En conclusion, nous pouvons dire que les annonceurs devraient faire de leur mieux pour accroître la rétention de leurs messages par les consommateurs, augmentant ainsi les ventes de leurs produits.

Modification du comportement à l'aide des principes d'apprentissage

Vous savez qu’il existe deux grandes écoles de pensée en matière d’apprentissage : la cognitive et la behavioriste. Le premier met essentiellement l’accent sur le processus mental par lequel les consommateurs passent pour en savoir plus sur les stimuli. C’est ce qui a reçu la plus grande attention de la part des spécialistes du marketing.

L’autre, l’approche behavioriste de l’apprentissage, se concentre sur des facteurs observables et non sur des aspects cachés, tels que la motivation, les attitudes, etc. Cette approche est basée sur les résultats expérimentaux de scientifiques du comportement menés en laboratoire avec des animaux.

Bien que cette approche ait reçu relativement moins d’attention de la part des spécialistes du marketing, elle suggère plusieurs leçons pour les spécialistes du marketing, notamment la modification des comportements.

L'étude expérimentale de l'apprentissage (approche behavioriste) a été dominée par l'utilisation de deux modèles ou paradigmes, connus sous le nom de (1) conditionnement classique et (2) conditionnement opérant ou instrumental.

La première de ces procédures est issue des travaux du célèbre physiologiste russe Ivan Pavlov ; cette dernière dérive en grande partie des travaux de BF Skinner et EL Thorndike (du Teachers College de l'Université de Columbia).
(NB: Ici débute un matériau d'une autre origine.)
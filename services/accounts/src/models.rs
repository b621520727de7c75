use chrono::{DateTime, Utc};
use rust_decimal::Decimal;
use serde::{Deserialize, Serialize};
use uuid::Uuid;
use validator::Validate;

use afrilingua_common::{AppError, ApprovalStatus, UserRole};
use afrilingua_database::{AdminProfile, StudentProfile, TutorProfile, User};

// Request/Response DTOs
#[derive(Debug, Serialize, Deserialize, Validate)]
pub struct RegisterStudentRequest {
    #[validate(email)]
    pub email: String,

    #[validate(length(min = 1))]
    pub password: String,

    pub password2: String,

    #[serde(default)]
    #[validate(length(max = 150))]
    pub first_name: String,

    #[serde(default)]
    #[validate(length(max = 150))]
    pub last_name: String,
}

#[derive(Debug, Serialize, Deserialize, Validate)]
pub struct RegisterTutorRequest {
    #[validate(email)]
    pub email: String,

    #[validate(length(min = 1))]
    pub password: String,

    pub password2: String,

    #[serde(default)]
    #[validate(length(max = 150))]
    pub first_name: String,

    #[serde(default)]
    #[validate(length(max = 150))]
    pub last_name: String,

    #[validate(length(min = 1))]
    pub bio: String,

    #[validate(length(min = 1))]
    pub skills: String,

    #[validate(length(max = 255))]
    pub languages: Option<String>,

    pub hourly_rate: Option<Decimal>,
    pub price_per_lesson: Option<Decimal>,

    #[validate(url)]
    pub cv_url: Option<String>,

    #[validate(url)]
    pub certificate_url: Option<String>,
}

impl RegisterTutorRequest {
    pub fn validate_rates(&self) -> Result<(), AppError> {
        validate_rates(self.hourly_rate, self.price_per_lesson)
    }
}

#[derive(Debug, Serialize, Deserialize, Validate)]
pub struct AdminRegisterRequest {
    #[validate(email)]
    pub email: String,

    #[validate(length(min = 1))]
    pub password: String,

    #[serde(default)]
    pub first_name: String,

    #[serde(default)]
    pub last_name: String,

    #[serde(default)]
    #[validate(length(max = 100))]
    pub department: String,

    #[serde(default)]
    #[validate(length(max = 20))]
    pub phone_number: String,
}

#[derive(Debug, Serialize, Deserialize)]
pub struct RegistrationResponse {
    pub message: String,
    pub email: String,
}

#[derive(Debug, Serialize, Deserialize, Validate)]
pub struct LoginRequest {
    #[validate(email)]
    pub email: String,

    #[validate(length(min = 1))]
    pub password: String,
}

#[derive(Debug, Serialize, Deserialize)]
pub struct LoginResponse {
    pub access: String,
    pub expires_at: DateTime<Utc>,
    pub user: UserInfo,
}

#[derive(Debug, Serialize, Deserialize)]
pub struct UserInfo {
    pub id: Uuid,
    pub email: String,
    pub first_name: String,
    pub last_name: String,
    pub role: UserRole,
    pub email_verified: bool,
    pub created_at: DateTime<Utc>,
}

impl TryFrom<&User> for UserInfo {
    type Error = AppError;

    fn try_from(user: &User) -> Result<Self, Self::Error> {
        Ok(Self {
            id: user.user_id,
            email: user.email.clone(),
            first_name: user.first_name.clone(),
            last_name: user.last_name.clone(),
            role: user.role()?,
            email_verified: user.email_verified,
            created_at: user.created_at,
        })
    }
}

#[derive(Debug, Serialize, Deserialize)]
pub struct MeResponse {
    pub user: UserInfo,
    #[serde(skip_serializing_if = "Option::is_none")]
    pub tutor_profile: Option<TutorProfileResponse>,
    #[serde(skip_serializing_if = "Option::is_none")]
    pub student_profile: Option<StudentProfile>,
    #[serde(skip_serializing_if = "Option::is_none")]
    pub admin_profile: Option<AdminProfile>,
}

#[derive(Debug, Serialize, Deserialize, Validate)]
pub struct VerifyEmailRequest {
    #[validate(length(min = 1))]
    pub token: String,
}

#[derive(Debug, Serialize, Deserialize, Validate)]
pub struct EmailRequest {
    #[validate(email)]
    pub email: String,
}

#[derive(Debug, Serialize, Deserialize, Validate)]
pub struct PasswordResetConfirmRequest {
    #[validate(length(min = 1))]
    pub token: String,
    pub password: String,
    pub password2: String,
}

#[derive(Debug, Serialize, Deserialize, Validate)]
pub struct ChangePasswordRequest {
    #[validate(length(min = 1))]
    pub old_password: String,
    pub new_password: String,
    pub new_password2: String,
}

#[derive(Debug, Serialize, Deserialize)]
pub struct TutorProfileResponse {
    #[serde(flatten)]
    pub profile: TutorProfile,
    pub user: UserInfo,
    pub commission_rate: Decimal,
}

impl TutorProfileResponse {
    pub fn new(profile: TutorProfile, user: &User) -> Result<Self, AppError> {
        Ok(Self {
            commission_rate: profile.commission_rate(),
            user: UserInfo::try_from(user)?,
            profile,
        })
    }
}

#[derive(Debug, Default, Serialize, Deserialize, Validate)]
pub struct UpdateTutorProfileRequest {
    pub bio: Option<String>,
    pub skills: Option<String>,
    #[validate(length(max = 255))]
    pub languages: Option<String>,
    pub price_per_lesson: Option<Decimal>,
    pub hourly_rate: Option<Decimal>,
    pub instant_booking: Option<bool>,
    #[validate(url)]
    pub cv_url: Option<String>,
    #[validate(url)]
    pub certificate_url: Option<String>,
}

impl UpdateTutorProfileRequest {
    pub fn validate_rates(&self) -> Result<(), AppError> {
        validate_rates(self.hourly_rate, self.price_per_lesson)
    }
}

#[derive(Debug, Serialize, Deserialize)]
pub struct TutorListQuery {
    pub status: Option<ApprovalStatus>,
}

#[derive(Debug, Default, Serialize, Deserialize)]
pub struct ApprovalDecisionRequest {
    pub notes: Option<String>,
}

#[derive(Debug, Serialize, Deserialize)]
pub struct StudentProfileResponse {
    #[serde(flatten)]
    pub profile: StudentProfile,
    pub user: UserInfo,
}

#[derive(Debug, Default, Serialize, Deserialize, Validate)]
pub struct UpdateStudentProfileRequest {
    #[validate(length(max = 150))]
    pub first_name: Option<String>,
    #[validate(length(max = 150))]
    pub last_name: Option<String>,
    pub bio: Option<String>,
    #[validate(length(max = 50))]
    pub language: Option<String>,
    #[validate(length(max = 100))]
    pub country: Option<String>,
    #[validate(length(min = 3, max = 10))]
    pub currency: Option<String>,
}

fn validate_rates(hourly_rate: Option<Decimal>, price_per_lesson: Option<Decimal>) -> Result<(), AppError> {
    for (field, value) in [("hourly_rate", hourly_rate), ("price_per_lesson", price_per_lesson)] {
        if let Some(value) = value {
            afrilingua_database::validate_price(field, value)?;
        }
    }
    Ok(())
}
use rust_decimal::Decimal;
use serde::{Deserialize, Serialize};
use uuid::Uuid;
use validator::Validate;

use afrilingua_common::{AppError, PaymentProvider, PaymentStatus, PayoutMethod};
use afrilingua_database::validate_amount;

// Payments

#[derive(Debug, Serialize, Deserialize)]
pub struct CreatePaymentRequest {
    pub booking_id: Uuid,
    #[serde(default = "default_provider")]
    pub provider: PaymentProvider,
}

fn default_provider() -> PaymentProvider {
    PaymentProvider::Stripe
}

#[derive(Debug, Default, Serialize, Deserialize, Validate)]
pub struct ConfirmPaymentRequest {
    #[validate(length(min = 1, max = 255))]
    pub transaction_id: Option<String>,
}

#[derive(Debug, Serialize, Deserialize)]
pub struct WebhookAck {
    pub payment_id: Uuid,
    pub status: PaymentStatus,
}

/// Provider reference handed to the client when a payment is started.
pub fn new_payment_intent_id(provider: PaymentProvider) -> String {
    format!("{}_pi_{}", provider.as_str(), Uuid::new_v4().simple())
}

// Wallets

#[derive(Debug, Serialize, Deserialize)]
pub struct ReleaseRequest {
    pub amount: Decimal,
}

#[derive(Debug, Serialize, Deserialize)]
pub struct TransactionQuery {
    pub tutor_id: Option<Uuid>,
}

// Withdrawals

#[derive(Debug, Serialize, Deserialize)]
pub struct CreateWithdrawalRequest {
    pub amount: Decimal,
    pub payout_method: PayoutMethod,
    pub payout_details: serde_json::Value,
}

impl CreateWithdrawalRequest {
    pub fn check(&self) -> Result<(), AppError> {
        validate_amount(self.amount)?;
        match self.payout_details.as_object() {
            Some(details) if !details.is_empty() => Ok(()),
            _ => Err(AppError::Validation(
                "payout_details must describe where to send the money".to_string(),
            )),
        }
    }
}

#[derive(Debug, Default, Serialize, Deserialize, Validate)]
pub struct WithdrawalDecisionRequest {
    #[validate(length(max = 2000))]
    pub admin_notes: Option<String>,
    #[validate(length(min = 1, max = 255))]
    pub transaction_id: Option<String>,
}

#[cfg(test)]
mod tests {
    use super::*;
    use serde_json::json;

    #[test]
    fn withdrawal_needs_amount_and_details() {
        let request = CreateWithdrawalRequest {
            amount: Decimal::new(5000, 2),
            payout_method: PayoutMethod::PayPal,
            payout_details: json!({ "email": "tutor@example.com" }),
        };
        assert!(request.check().is_ok());

        let zero = CreateWithdrawalRequest { amount: Decimal::ZERO, ..request };
        assert!(zero.check().is_err());

        let blank = CreateWithdrawalRequest {
            amount: Decimal::new(5000, 2),
            payout_method: PayoutMethod::Wise,
            payout_details: json!({}),
        };
        assert!(blank.check().is_err());
    }

    #[test]
    fn payment_intent_carries_provider_prefix() {
        let id = new_payment_intent_id(PaymentProvider::PayPal);
        assert!(id.starts_with("paypal_pi_"));
        assert_ne!(id, new_payment_intent_id(PaymentProvider::PayPal));
    }

    #[test]
    fn provider_defaults_to_stripe() {
        let request: CreatePaymentRequest =
            serde_json::from_value(json!({ "booking_id": Uuid::new_v4() })).unwrap();
        assert_eq!(request.provider, PaymentProvider::Stripe);
    }
}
Les spécialistes du marketing peuvent utiliser avec succès ces deux types de principes de conditionnement pour façonner ou remodeler (modifier) ​​les comportements des consommateurs cibles. Les domaines d'application les plus importants sont la publicité et

En utilisant la connaissance de ces principes de conditionnement dans les activités de publicité ou de promotion des ventes, les spécialistes du marketing peuvent proposer aux consommateurs des stimuli susceptibles de modifier ou de façonner un comportement favorable à l'entreprise concernée.

Avant de discuter de ces deux concepts de conditionnement et de leur application pour modifier le comportement des consommateurs, vous devez avoir une idée de ce que signifie le conditionnement.
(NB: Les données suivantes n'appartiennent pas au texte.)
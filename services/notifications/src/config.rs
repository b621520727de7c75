use serde::{Deserialize, Serialize};

use afrilingua_common::{DatabaseConfig, JwtConfig, ServerConfig};

#[derive(Debug, Clone, Serialize, Deserialize)]
pub struct AppConfig {
    pub server: ServerConfig,
    pub database: DatabaseConfig,
    pub jwt: JwtConfig,
}

impl AppConfig {
    pub fn from_env() -> Self {
        Self {
            server: ServerConfig::from_env("NOTIFICATIONS_PORT", 8006),
            database: DatabaseConfig::from_env(),
            jwt: JwtConfig::from_env(),
        }
    }
}
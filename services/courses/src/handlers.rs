use axum::{
    extract::{Path, Query, State},
    http::StatusCode,
    response::Json,
};
use uuid::Uuid;
use validator::Validate;

use afrilingua_auth::{Claims, ClientInfo, OptionalClaims};
use afrilingua_common::{ApiResponse, AppError, UserRole};
use afrilingua_database::{Course, Lesson};

use crate::models::*;
use crate::services::{AppState, CourseService, Viewer};

type ApiResult<T> = Result<Json<ApiResponse<T>>, AppError>;

fn ok<T>(data: T) -> ApiResult<T> {
    Ok(Json(ApiResponse::success(data)))
}

pub async fn health_check() -> Json<ApiResponse<String>> {
    Json(ApiResponse::success("Courses Service is healthy".to_string()))
}

pub async fn handler_404() -> (StatusCode, Json<ApiResponse<()>>) {
    (
        StatusCode::NOT_FOUND,
        Json(ApiResponse::error("Endpoint not found".to_string())),
    )
}

// Courses
pub async fn list_courses(
    State(state): State<AppState>,
    OptionalClaims(claims): OptionalClaims,
    Query(query): Query<CourseListQuery>,
) -> ApiResult<Vec<CourseSummary>> {
    let viewer = Viewer::from_claims(claims.as_ref());
    ok(CourseService::new(&state).list_courses(viewer, query).await?)
}

pub async fn get_course(
    State(state): State<AppState>,
    OptionalClaims(claims): OptionalClaims,
    Path(course_id): Path<Uuid>,
) -> ApiResult<CourseDetail> {
    let viewer = Viewer::from_claims(claims.as_ref());
    ok(CourseService::new(&state).get_course(course_id, viewer).await?)
}

pub async fn create_course(
    State(state): State<AppState>,
    claims: Claims,
    client: ClientInfo,
    Json(request): Json<CreateCourseRequest>,
) -> Result<(StatusCode, Json<ApiResponse<Course>>), AppError> {
    claims.require_role(&[UserRole::Tutor, UserRole::Admin])?;
    request.validate()?;
    let course = CourseService::new(&state)
        .create_course(&claims, request, &client)
        .await?;
    Ok((StatusCode::CREATED, Json(ApiResponse::success(course))))
}

pub async fn update_course(
    State(state): State<AppState>,
    claims: Claims,
    client: ClientInfo,
    Path(course_id): Path<Uuid>,
    Json(request): Json<UpdateCourseRequest>,
) -> ApiResult<Course> {
    claims.require_role(&[UserRole::Tutor, UserRole::Admin])?;
    request.validate()?;
    ok(CourseService::new(&state)
        .update_course(&claims, course_id, request, &client)
        .await?)
}

// Lessons
pub async fn list_lessons(
    State(state): State<AppState>,
    OptionalClaims(claims): OptionalClaims,
    Path(course_id): Path<Uuid>,
) -> ApiResult<Vec<Lesson>> {
    let viewer = Viewer::from_claims(claims.as_ref());
    ok(CourseService::new(&state).list_lessons(course_id, viewer).await?)
}

pub async fn create_lesson(
    State(state): State<AppState>,
    claims: Claims,
    Path(course_id): Path<Uuid>,
    Json(request): Json<CreateLessonRequest>,
) -> Result<(StatusCode, Json<ApiResponse<Lesson>>), AppError> {
    claims.require_role(&[UserRole::Tutor, UserRole::Admin])?;
    request.validate()?;
    let lesson = CourseService::new(&state)
        .create_lesson(&claims, course_id, request)
        .await?;
    Ok((StatusCode::CREATED, Json(ApiResponse::success(lesson))))
}

pub async fn get_lesson(
    State(state): State<AppState>,
    OptionalClaims(claims): OptionalClaims,
    Path(lesson_id): Path<Uuid>,
) -> ApiResult<Lesson> {
    let viewer = Viewer::from_claims(claims.as_ref());
    ok(CourseService::new(&state).get_lesson(lesson_id, viewer).await?)
}

pub async fn update_lesson(
    State(state): State<AppState>,
    claims: Claims,
    Path(lesson_id): Path<Uuid>,
    Json(request): Json<UpdateLessonRequest>,
) -> ApiResult<Lesson> {
    claims.require_role(&[UserRole::Tutor, UserRole::Admin])?;
    request.validate()?;
    ok(CourseService::new(&state)
        .update_lesson(&claims, lesson_id, request)
        .await?)
}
Selon Hawkins, Best et Coney, le conditionnement fait référence à l'apprentissage basé sur l'association d'un stimulus (information) et de réponses (comportement).

Ils soutiennent également que l’apprentissage conditionné signifie que, grâce à l’exposition à un stimulus et à la réponse correspondante, on apprend à aller ensemble (ou à ne pas aller ensemble). Discutons maintenant assez longuement des deux concepts.

Conditionnement classique et modification du comportement

D’après notre expérience réelle, la plupart d’entre nous connaissent le type d’apprentissage appelé conditionnement classique.

Il s’agit d’une sorte d’apprentissage stimulus-réponse. Il soutient que les organismes apprennent à associer un stimulus original à un autre stimulus adjacent, puis à répondre à ce deuxième stimulus « conditionné » par le comportement précédemment induit par le stimulus original.

Le conditionnement classique fait donc référence au processus d'utilisation d'une relation physiologique naturelle entre un stimulus et une réponse pour provoquer l'apprentissage de la même réponse à un stimulus différent.

Laissez-nous maintenant vous expliquer comment le concept de conditionnement classique est apparu. Ce type d'apprentissage a été expérimenté pour la première fois par un physiologiste russe, Ivan Pavlov, connu sous le nom de principe classique de conditionnement du père.

Il a expérimenté avec plusieurs chiens, connus sous le nom de célèbres chiens salivants. Dans son expérience, il s’est rendu compte pour la première fois que les hommes et les animaux produisaient automatiquement de la salive dans leur bouche lorsqu’on leur présentait de la nourriture.

Par exemple, votre bouche sera pleine d’eau si un aliment y est placé ainsi que l’animal.

Depuis qu'il a utilisé des chiens dans son expérience, il a d'abord placé une boulette de viande dans la bouche du chien et a remarqué qu'il commençait à saliver.

Il a expérimenté pendant un certain temps et a trouvé le même modèle de comportement chez ses chiens. Saliver ici est une réponse naturelle ou automatique. Cette réponse n’est conditionnée par rien. L’animal n’a ici aucun contrôle sur ce rapport nourriture-salivation.

Il a appelé l'aliment, ici, dans ce cas, le granulé de viande, un stimulus inconditionné (UCS) et la salivation après la mise en place de la viande, une réponse inconditionnée ou un réflexe inconditionné (UCR).

Par la suite, Pavlov a tenté de lier cette réponse inconditionnée à un stimulus neutre. Et dans son effort pour relier la réponse inconditionnée (précédemment émise contre la nourriture) à un stimulus neutre, il a décidé de sonner une cloche à chaque fois avant que la viande ne soit placée dans la gueule du chien.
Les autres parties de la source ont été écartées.